--- START ---
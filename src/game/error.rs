//! Game-layer errors

use tracing::warn;

use super::orchestrator::MatchState;
use crate::config::ConfigError;
use crate::replication::{ReplicationError, Role};
use crate::session::{ParticipantId, SessionError};

#[derive(Debug, thiserror::Error)]
pub enum GameError {
    #[error("{operation} requires the server role")]
    AuthorityViolation { operation: &'static str },

    #[error("participant {0} already owns a live entity")]
    DuplicateEntity(ParticipantId),

    #[error("all {capacity} spawn slots are occupied")]
    NoFreeSlot { capacity: usize },

    #[error("cannot {operation} while the match is {phase:?}")]
    InvalidPhaseTransition {
        operation: &'static str,
        phase: MatchState,
    },

    #[error("need {required} participants, {present} connected")]
    NotEnoughParticipants { required: usize, present: usize },

    #[error("{count} participants are not ready", count = .waiting.len())]
    NotReady { waiting: Vec<ParticipantId> },

    #[error("participant {0} has no entity")]
    UnknownParticipant(ParticipantId),

    #[error("participant {0} cannot act right now")]
    ControlDisabled(ParticipantId),

    #[error(transparent)]
    Session(#[from] SessionError),

    #[error(transparent)]
    Replication(#[from] ReplicationError),

    #[error(transparent)]
    Config(#[from] ConfigError),
}

/// Reject a mutation attempted outside the server role
pub(crate) fn ensure_server(role: Role, operation: &'static str) -> Result<(), GameError> {
    if role == Role::Server {
        return Ok(());
    }
    warn!(operation, "Rejected mutation from non-server role");
    Err(GameError::AuthorityViolation { operation })
}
--- END ---
▶ **Problem statement**: Taking the material above, say how many lines have "ReplicationError" in them, and give no other output.

▶ **Solved problem**: 2